**TASK TO COMPLETE**
Return only the lines running from the first line of the listing through the one with "summary: &PortfolioSummary) ->", unchanged.

*** Opening DATA FOR THIS EXERCISE ***

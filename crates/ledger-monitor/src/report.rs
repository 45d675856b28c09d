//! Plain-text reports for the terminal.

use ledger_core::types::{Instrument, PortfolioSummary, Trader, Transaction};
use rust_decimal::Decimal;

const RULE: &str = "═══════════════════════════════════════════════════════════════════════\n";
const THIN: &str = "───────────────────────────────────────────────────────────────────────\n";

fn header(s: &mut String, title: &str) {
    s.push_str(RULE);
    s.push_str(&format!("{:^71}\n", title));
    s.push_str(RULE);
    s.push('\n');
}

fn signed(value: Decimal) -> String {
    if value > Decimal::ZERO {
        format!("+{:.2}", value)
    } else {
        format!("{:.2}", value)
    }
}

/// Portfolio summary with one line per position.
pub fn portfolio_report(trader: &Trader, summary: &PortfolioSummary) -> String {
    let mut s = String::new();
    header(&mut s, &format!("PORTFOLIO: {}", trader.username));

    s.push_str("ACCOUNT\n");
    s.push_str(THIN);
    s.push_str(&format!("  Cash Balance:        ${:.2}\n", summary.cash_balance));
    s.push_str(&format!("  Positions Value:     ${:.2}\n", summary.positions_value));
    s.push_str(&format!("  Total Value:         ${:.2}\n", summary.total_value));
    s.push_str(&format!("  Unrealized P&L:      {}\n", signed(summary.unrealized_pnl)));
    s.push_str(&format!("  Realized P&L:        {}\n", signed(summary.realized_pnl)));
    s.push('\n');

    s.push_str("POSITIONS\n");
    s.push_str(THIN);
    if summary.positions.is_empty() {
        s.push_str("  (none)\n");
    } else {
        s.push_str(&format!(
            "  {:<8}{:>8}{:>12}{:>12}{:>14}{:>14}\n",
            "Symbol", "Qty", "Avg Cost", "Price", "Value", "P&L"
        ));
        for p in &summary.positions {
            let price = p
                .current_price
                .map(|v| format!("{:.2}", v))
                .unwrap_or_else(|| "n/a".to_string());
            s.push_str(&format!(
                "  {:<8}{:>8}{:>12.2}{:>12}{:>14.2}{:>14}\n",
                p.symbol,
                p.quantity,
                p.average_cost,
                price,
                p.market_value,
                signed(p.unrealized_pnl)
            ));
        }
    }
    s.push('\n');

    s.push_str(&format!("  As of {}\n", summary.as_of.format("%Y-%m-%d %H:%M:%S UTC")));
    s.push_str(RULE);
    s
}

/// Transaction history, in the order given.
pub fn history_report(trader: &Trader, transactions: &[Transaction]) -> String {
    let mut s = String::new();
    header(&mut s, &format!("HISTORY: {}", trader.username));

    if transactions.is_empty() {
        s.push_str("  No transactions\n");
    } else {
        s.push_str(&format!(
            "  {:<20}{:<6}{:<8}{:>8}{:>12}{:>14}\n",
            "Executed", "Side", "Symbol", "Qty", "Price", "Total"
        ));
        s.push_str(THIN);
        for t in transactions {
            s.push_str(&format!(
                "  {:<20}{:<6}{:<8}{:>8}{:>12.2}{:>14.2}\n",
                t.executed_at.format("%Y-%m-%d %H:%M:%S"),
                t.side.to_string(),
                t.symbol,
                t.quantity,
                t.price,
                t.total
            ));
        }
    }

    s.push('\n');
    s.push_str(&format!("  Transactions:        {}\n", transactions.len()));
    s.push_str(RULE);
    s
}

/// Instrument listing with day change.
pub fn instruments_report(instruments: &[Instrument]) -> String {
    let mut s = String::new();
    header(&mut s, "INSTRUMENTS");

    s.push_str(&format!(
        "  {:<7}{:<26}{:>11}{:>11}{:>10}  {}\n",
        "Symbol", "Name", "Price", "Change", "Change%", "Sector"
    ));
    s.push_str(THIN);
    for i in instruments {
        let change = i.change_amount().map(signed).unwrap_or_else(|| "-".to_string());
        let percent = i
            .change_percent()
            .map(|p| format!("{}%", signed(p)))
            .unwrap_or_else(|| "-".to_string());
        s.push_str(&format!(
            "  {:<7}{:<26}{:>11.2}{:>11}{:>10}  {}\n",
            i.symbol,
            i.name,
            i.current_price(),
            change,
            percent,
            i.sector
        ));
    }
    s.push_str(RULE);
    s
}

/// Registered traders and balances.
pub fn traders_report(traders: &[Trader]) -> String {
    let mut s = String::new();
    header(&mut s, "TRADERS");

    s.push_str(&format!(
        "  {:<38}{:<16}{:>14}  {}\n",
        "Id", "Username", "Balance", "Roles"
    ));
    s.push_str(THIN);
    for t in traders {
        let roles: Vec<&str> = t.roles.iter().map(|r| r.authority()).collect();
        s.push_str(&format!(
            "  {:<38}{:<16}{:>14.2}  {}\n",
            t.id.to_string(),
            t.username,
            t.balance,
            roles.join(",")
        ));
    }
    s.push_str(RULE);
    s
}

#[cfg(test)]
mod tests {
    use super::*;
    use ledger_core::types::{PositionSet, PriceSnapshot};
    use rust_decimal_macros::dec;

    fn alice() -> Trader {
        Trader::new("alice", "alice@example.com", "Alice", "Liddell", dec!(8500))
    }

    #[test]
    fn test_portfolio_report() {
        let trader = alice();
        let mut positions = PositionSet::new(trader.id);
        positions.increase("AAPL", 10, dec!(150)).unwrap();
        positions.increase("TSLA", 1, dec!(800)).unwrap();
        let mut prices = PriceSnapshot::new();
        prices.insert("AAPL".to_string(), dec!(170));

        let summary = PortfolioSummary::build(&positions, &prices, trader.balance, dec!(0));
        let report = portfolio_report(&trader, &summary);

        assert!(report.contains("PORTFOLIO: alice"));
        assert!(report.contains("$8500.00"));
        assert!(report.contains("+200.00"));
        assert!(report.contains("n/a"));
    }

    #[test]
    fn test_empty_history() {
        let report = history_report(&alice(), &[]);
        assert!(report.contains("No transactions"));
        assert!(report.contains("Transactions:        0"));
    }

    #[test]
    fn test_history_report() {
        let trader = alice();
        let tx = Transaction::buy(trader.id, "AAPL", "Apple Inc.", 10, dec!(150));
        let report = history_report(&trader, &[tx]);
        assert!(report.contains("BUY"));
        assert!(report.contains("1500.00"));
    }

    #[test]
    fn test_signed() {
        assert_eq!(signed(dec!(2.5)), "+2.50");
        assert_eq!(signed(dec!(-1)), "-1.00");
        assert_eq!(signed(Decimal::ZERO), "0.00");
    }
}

*** Closing DATA FOR THIS EXERCISE ***

**EXERCISE OUTPUT**
filename crates/ledger-monitor/src/report.rs
repository 45d675856b28c09d
//! Plain-text reports for the terminal.

use ledger_core::types::{Instrument, PortfolioSummary, Trader, Transaction};
use rust_decimal::Decimal;

const RULE: &str = "═══════════════════════════════════════════════════════════════════════\n";
const THIN: &str = "───────────────────────────────────────────────────────────────────────\n";

fn header(s: &mut String, title: &str) {
    s.push_str(RULE);
    s.push_str(&format!("{:^71}\n", title));
    s.push_str(RULE);
    s.push('\n');
}

fn signed(value: Decimal) -> String {
    if value > Decimal::ZERO {
        format!("+{:.2}", value)
    } else {
        format!("{:.2}", value)
    }
}

/// Portfolio summary with one line per position.
pub fn portfolio_report(trader: &Trader, summary: &PortfolioSummary) -> String {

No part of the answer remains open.